Features can appear in multiple pairing combinations if needed. TIRmite will run independent pairing procedures for each combination and correctly track unpaired hits across all procedures.

Legacy mode

TIRmite legacy mode will take a TIR-pHMM and target genome fasta as input and run the full standard workflow, reporting all hits, valid pairings, and write GFF3 annotation file.

Note: This usage will be phased out in a later release in favour of custom workflows.

# Use HMM search to pull more divergent TIR hits from your query genome.
# TIR hits are paired in Fwd/Rev orientation
# Fwd/Rev pairs must be within 20Kbp of each other
# Hits must cover >= 40% of the TIR-pHMM
tirmite legacy --genome $GENOME --hmm-file $HMMFILE--orientation F,R \
--outdir results \
--stable-reps 2 \
--report all \
--gff-out --maxdist 20000 --mincov 0.4

If you don’t have a HMM of your TIR, tirmite legacy can create one for you using an aligned sample of your TIR provided with --aln-file.

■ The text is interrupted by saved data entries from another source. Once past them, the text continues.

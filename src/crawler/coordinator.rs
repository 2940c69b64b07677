//! Crawler coordinator - main crawl orchestration logic
//!
//! This module contains the batch loop that drives a crawl:
//! - Seeding the frontier and pre-loading robots.txt for the seeds
//! - Sizing each batch against the concurrency limit and the page budget
//! - Dispatching a batch concurrently and waiting for every fetch to resolve
//! - Recording outcomes and pausing between batches
//! - Producing the final report

use crate::config::{Config, CrawlerConfig};
use crate::crawler::{
    build_http_client, FetchExecutor, FetchOutcome, Frontier, HtmlLinkExtractor, HttpFetcher,
    IdentityPool, LinkExtractor, PageFetcher, RetryPolicy,
};
use crate::output::CrawlReport;
use crate::ratelimit::build_rate_limiter;
use crate::robots::{DirectiveSource, HttpDirectiveSource, PolitenessGate};
use crate::url::{normalize_url, LinkScope};
use crate::{CrawlError, Result};
use chrono::Utc;
use std::sync::Arc;
use tokio::task::JoinHandle;
use url::Url;

/// Main crawler coordinator structure
pub struct Coordinator {
    settings: CrawlerConfig,
    seeds: Vec<Url>,
    frontier: Arc<Frontier>,
    gate: Arc<PolitenessGate>,
    executor: Arc<FetchExecutor>,
    limiter_name: &'static str,
}

impl Coordinator {
    /// Creates a coordinator backed by the HTTP fetcher, the HTTP robots.txt
    /// source and the HTML link extractor
    ///
    /// # Returns
    ///
    /// * `Ok(Coordinator)` - Ready to run
    /// * `Err(CrawlError)` - The HTTP client could not be built or no seed is usable
    pub fn new(config: Config) -> Result<Self> {
        let client = build_http_client()?;
        let fetcher = Arc::new(HttpFetcher::new(client.clone()));
        let source = Arc::new(HttpDirectiveSource::new(client));

        Self::with_parts(config, fetcher, source, Arc::new(HtmlLinkExtractor::new()))
    }

    /// Creates a coordinator around caller-supplied collaborators
    ///
    /// Seeds that fail normalization are logged and skipped; if none remain
    /// the crawl cannot start.
    pub fn with_parts(
        config: Config,
        fetcher: Arc<dyn PageFetcher>,
        source: Arc<dyn DirectiveSource>,
        extractor: Arc<dyn LinkExtractor>,
    ) -> Result<Self> {
        let seeds: Vec<Url> = config
            .seeds
            .iter()
            .filter_map(|seed| match normalize_url(seed) {
                Ok(url) => Some(url),
                Err(e) => {
                    tracing::warn!("Ignoring seed {}: {}", seed, e);
                    None
                }
            })
            .collect();

        if seeds.is_empty() {
            return Err(CrawlError::EmptyFrontier(config.seeds.join(", ")));
        }

        let frontier = Arc::new(Frontier::new(config.crawler.max_pages));
        for seed in &seeds {
            frontier.enqueue(seed.clone());
        }

        let identities = IdentityPool::new(config.user_agent.agents.clone());
        let gate = Arc::new(PolitenessGate::new(source, identities.primary()));
        let limiter = build_rate_limiter(&config.rate_limiter);
        let limiter_name = limiter.name();

        let executor = FetchExecutor::new(
            fetcher,
            Arc::clone(&gate),
            limiter,
            Arc::clone(&frontier),
            extractor,
        )
        .with_policy(RetryPolicy::from(&config.retry))
        .with_identities(identities)
        .with_scope(LinkScope::for_seeds(&seeds, config.crawler.same_domain_only));

        Ok(Self {
            settings: config.crawler,
            seeds,
            frontier,
            gate,
            executor: Arc::new(executor),
            limiter_name,
        })
    }

    pub fn frontier(&self) -> &Arc<Frontier> {
        &self.frontier
    }

    pub fn gate(&self) -> &Arc<PolitenessGate> {
        &self.gate
    }

    /// Runs the batch loop until the frontier is empty or the budget is spent
    ///
    /// Each iteration:
    /// 1. Sizes the batch as `min(concurrency, queued, remaining budget)`
    /// 2. Dequeues it, marking every URL visited
    /// 3. Spawns one task per URL and waits for all of them
    /// 4. Records each outcome; a task that panicked counts as failed
    /// 5. Sleeps the inter-batch delay unless the crawl is done
    pub async fn run(&self) -> CrawlReport {
        let started_at = Utc::now();
        tracing::info!(
            "Starting crawl: {} seed(s), max {} pages, concurrency {}, rate limiter {}",
            self.seeds.len(),
            self.settings.max_pages,
            self.settings.concurrency_limit,
            self.limiter_name
        );

        for seed in &self.seeds {
            self.gate.load(seed).await;
        }

        let mut batches = 0;
        loop {
            let batch_size = self
                .settings
                .concurrency_limit
                .min(self.frontier.len())
                .min(self.frontier.remaining_budget());

            let batch = self.frontier.dequeue_batch(batch_size);
            if batch.is_empty() {
                break;
            }
            batches += 1;

            tracing::info!(
                "Batch {}: dispatching {} URL(s) ({} queued, {} of budget left)",
                batches,
                batch.len(),
                self.frontier.len(),
                self.frontier.remaining_budget()
            );

            let handles: Vec<(Url, JoinHandle<FetchOutcome>)> = batch
                .into_iter()
                .map(|url| {
                    let executor = Arc::clone(&self.executor);
                    let task_url = url.clone();
                    tracing::debug!("Dispatching {}", url);
                    (url, tokio::spawn(async move { executor.execute(task_url).await }))
                })
                .collect();

            for (url, handle) in handles {
                match handle.await {
                    Ok(outcome) => self.frontier.record_outcome(&url, outcome.is_success()),
                    Err(e) => {
                        tracing::error!("Fetch task for {} did not complete: {}", url, e);
                        self.frontier.record_outcome(&url, false);
                    }
                }
            }

            if self.frontier.is_empty() || self.frontier.remaining_budget() == 0 {
                break;
            }

            let delay = self.settings.batch_delay();
            if !delay.is_zero() {
                tracing::trace!("Waiting {:?} before the next batch", delay);
                tokio::time::sleep(delay).await;
            }
        }

        let report =
            CrawlReport::from_snapshot(self.frontier.snapshot(), batches, started_at, Utc::now());

        tracing::info!(
            "Crawl completed: {} visited ({} succeeded, {} failed), {} files, {} still queued",
            report.stats.visited_count,
            report.stats.succeeded_count,
            report.stats.failed_count,
            report.stats.files_found,
            report.stats.queue_size_remaining
        );

        report
    }
}

/// Builds a coordinator from `config` and runs it to completion
///
/// # Example
///
/// ```no_run
/// use polite_crawl::config::load_config;
/// use polite_crawl::crawler::run_crawl;
/// use std::path::Path;
///
/// # async fn example() -> Result<(), Box<dyn std::error::Error>> {
/// let config = load_config(Path::new("config.toml"))?;
/// let report = run_crawl(config).await?;
/// println!("{} pages visited", report.stats.visited_count);
/// # Ok(())
/// # }
/// ```
pub async fn run_crawl(config: Config) -> Result<CrawlReport> {
    let coordinator = Coordinator::new(config)?;
    Ok(coordinator.run().await)
}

TIRs should always be oriented 5`- 3` with the lefthand TIR.

In this example the two TIRs should be oriented to begin with “GA”.

5` **GA>>>>>>>** ATGC <<<<<<<TC 3` 3` CT>>>>>>>> TACG <<<<<<<AG 5`

Standard options

Run tirmite --help to view the program’s most commonly used options:

tirmite --help
usage: tirmite [-h] [--version] COMMAND ...

TIRmite: Transposon Terminal Repeat detection suite

positional arguments:
  COMMAND     Available subcommands
    legacy    Original TIRmite workflow (HMM search + pairing)
    seed      Build HMM models from seed sequences
    pair      Pair precomputed nhmmer hits

options:
  -h, --help  show this help message and exit
  --version   show program's version number and exit

Available subcommands:
  legacy    Original TIRmite workflow (HMM search + pairing)
  seed      Build HMM models from seed sequences
  pair      Pair precomputed nhmmer hits

Examples:
  tirmite legacy --genome genome.fa --hmm-file model.hmm
  tirmite seed --left-seed left.fa --model-name myTE --genome genome.fa
  tirmite pair --genome genome.fa --nhmmer-file hits.out --hmm-file model.hmm

Algorithm overview

1. Use nhmmer (or BLAST) to query genome with termini models/sequences.
2. Import all hits under –maxeval threshold.
3. For each significant terminus match, identify candidate partners, where: - Hit is on the same sequence. - Hit is in correct relative orientation. - Distance is <= *–maxdist*. - Hit length is >= (model/query length * –mincov prop)
4. Rank candidate partners by distance downstream of positive-strand hits, and upstream of negative-strand hits.
5. Pair reciprocal top candidate hits.
6. For unpaired hits, find nearest unpaired candidate partner and check for reciprocity.
7. If the first unpaired candidate is non-reciprocal, check for 2nd-order reciprocity (is outbound top-candidate of current candidate reciprocal.)
8. Iterate steps 6-7 until all termini hits are paired OR number of iterations without new pairing exceeds –stable-reps.

Contributing

If you would like to add a new feature or fix a bug, please see our contribution guidelines.

• Open an issue
• Fork the repo
• Follow the dev env setup instructions below

# Clone this repo (or your own fork)
git clone https://github.com/Adamtaranto/TIRmite.git && cd TIRmite
# Install custom conda env
conda env create -f environment.yml
# Activate conda env
conda activate tirmite
# Install an editable copy of the package
pip install -e '.[dev]'
# Enable pre-commit checks
pre-commit install

Issues

Submit feedback to the Issue Tracker

License

Software provided under GPL-3 license.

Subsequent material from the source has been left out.